Industry reports project digital-textile printing growth at approximately 30% annually for the next 5-10 years, and currently, close to 75% of that projected growth is predicted to germinate from printing soft signage for tradeshow banners, displays and retail POP signs.
What is the most cost-effective way to print soft signage? Some proponents prefer digitally imaged, dye-sublimation transfers on fabric. Others prefer direct digital imaging with disperse-dye inkjet systems, and another group chose pigment-latex inks applied by HP’s thermal inkjet (TIJ) system. You may also find solvent, mild-solvent or UV-cure inkjet systems used for fabric printing. The solvent machines typically print on vinyl-coated fabric; the preferred fabric for sublimation and disperse-dye-printed indoor signage is polyester. Each system, ink and fabric, has both advantages and disadvantages. For example, polyester fabric has an inherent ability to retard flames, which explains its choice for exhibition halls and other areas where fire-marshal rules often require that displays be flame-retardant.
Your next choice is format, meaning image size. Normally, such choices allow you to range from 63-70.9 in. wide, but a few, more expensive, production-print systems will span a width of 8-10 ft.
Producing fabric-based tradeshow graphics requires more than a digital printer. The process also involves fabric cutting, shaping, sewing, fabric welding and subsequent integration with uniquely designed display frames. It’s not just inkjet printing. Typically, for example, fabric, tradeshow-graphic signmakers stretch printed fabric over pre-made frames (generally aluminum or fiberglass rods) or other structures. Prior to such installations, the fabric will require sewn devices that hold structural supports.
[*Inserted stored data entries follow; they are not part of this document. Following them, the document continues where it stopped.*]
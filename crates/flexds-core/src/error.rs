//! Error types for FlexDS operations.
//!
//! [`FlexdsError`] covers every failure mode in the control plane without
//! panicking, and converts to [`tonic::Status`] for gRPC responses.

/// Result alias used throughout the workspace.
pub type FlexdsResult<T> = Result<T, FlexdsError>;

/// Workspace-wide error type.
///
/// # Example
///
/// ```rust
/// use flexds_core::FlexdsError;
///
/// fn validate_port_list(ports: &[u16]) -> Result<(), FlexdsError> {
///     if ports.is_empty() {
///         return Err(FlexdsError::Configuration(
///             "at least one listener port is required".into(),
///         ));
///     }
///     Ok(())
/// }
/// ```
#[derive(Debug, thiserror::Error)]
pub enum FlexdsError {
    /// Invalid startup configuration. Fatal.
    #[error("configuration error: {0}")]
    Configuration(String),

    /// Protobuf encoding of a built resource failed.
    ///
    /// Aborts the current snapshot build; the previous snapshot stays
    /// current.
    #[error("encoding error for {type_url}: {message}")]
    Encoding {
        /// Type URL of the resource being encoded.
        type_url: String,
        /// Error message.
        message: String,
    },

    /// A discovery source failed to reach or understand its backend.
    #[error("discovery error ({source_id}): {message}")]
    Discovery {
        /// The source that failed (`consul`, `marathon`, `file`).
        source_id: String,
        /// Description of the failure.
        message: String,
        /// Optional underlying error.
        #[source]
        source: Option<Box<dyn std::error::Error + Send + Sync>>,
    },

    /// A payload from a backend or file could not be parsed.
    #[error("parse error in {context}: {message}")]
    Parse {
        /// What was being parsed.
        context: String,
        /// Error message.
        message: String,
    },

    /// A snapshot watch subscription was closed.
    #[error("watch closed: watch_id={watch_id}")]
    WatchClosed {
        /// ID of the closed watch.
        watch_id: u64,
    },

    /// Filesystem access failed.
    #[error("i/o error: {0}")]
    Io(#[from] std::io::Error),
}

impl FlexdsError {
    /// Create a discovery error from any underlying error type.
    pub fn discovery<E>(source_id: impl Into<String>, message: impl Into<String>, source: E) -> Self
    where
        E: std::error::Error + Send + Sync + 'static,
    {
        Self::Discovery {
            source_id: source_id.into(),
            message: message.into(),
            source: Some(Box::new(source)),
        }
    }

    /// Create a parse error.
    pub fn parse(context: impl Into<String>, message: impl std::fmt::Display) -> Self {
        Self::Parse {
            context: context.into(),
            message: message.to_string(),
        }
    }
}

/// Map each error variant to an appropriate gRPC status code.
impl From<FlexdsError> for tonic::Status {
    fn from(err: FlexdsError) -> Self {
        match &err {
            FlexdsError::Configuration(_) | FlexdsError::Parse { .. } => {
                tonic::Status::invalid_argument(err.to_string())
            }
            FlexdsError::Discovery { .. } => tonic::Status::unavailable(err.to_string()),
            FlexdsError::WatchClosed { .. } => tonic::Status::cancelled(err.to_string()),
            FlexdsError::Encoding { .. } | FlexdsError::Io(_) => {
                tonic::Status::internal(err.to_string())
            }
        }
    }
}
Some fabric signs attach with Velcro® or grommets, and others use sewn-in straps; all fabric signs require sealed or hem-sewn edges.
You should envision the entire fabric-signage process as one workflow package, i.e., design concept to mounted signage. This process comprises design, design approval, prepress and print processing, post-print processes, component acquisitions, framework assembly (prior to fabric finishing, to allow real measurements), fabric finishing, final test fitting and adjustments, disassembly, packing and shipping.
In figuring your eventual return on investment (ROI), consider the throughput speed of the printers you might choose and calculate the ROI for each. Next, you must estimate the finishing time and expense. To make saleable fabric graphics, your shop will need a cutting, sewing, fitting and testing operation that makes a useable product from the printed fabric. Automating these processes will increase capital expenditures, but also reduce production time and, therefore, operating expenses. If this is a new endeavor, recognize that your shop’s soft-signage team will undergo a learning curve for each piece of new equipment, so your ROI plan should concede that training expenses may undercut initial production gains.
In addition, you need to map where you will house new equipment, personnel, assembly/testing and inventory. Try to foresee any bottlenecks. For example, can the finishing department keep up with your digital-print production? Suppose, for example, your print machines produce approximately 2,000 sq. ft./hr. – can your finishers keep up? Or, will the finishing process slow the overall workflow and, consequently, increase costs while slowing the cash flow? We estimate that soft-signage post-finishing processes will consume much more time and logistics than the printing itself. It’s possible that the finishing time may be six times that required for printing.
An alternative is to subcontract the finishing work, but such processing will slow your workflow, although you might consider it as a short-term, start-up choice. Truly, however, your best choice is in-house automation of cutting, sewing, finishing and fabrication. Establishing such a division will require additional investment, but it should save on labor costs, increase productivity and hasten the product-related cash flow and ROI.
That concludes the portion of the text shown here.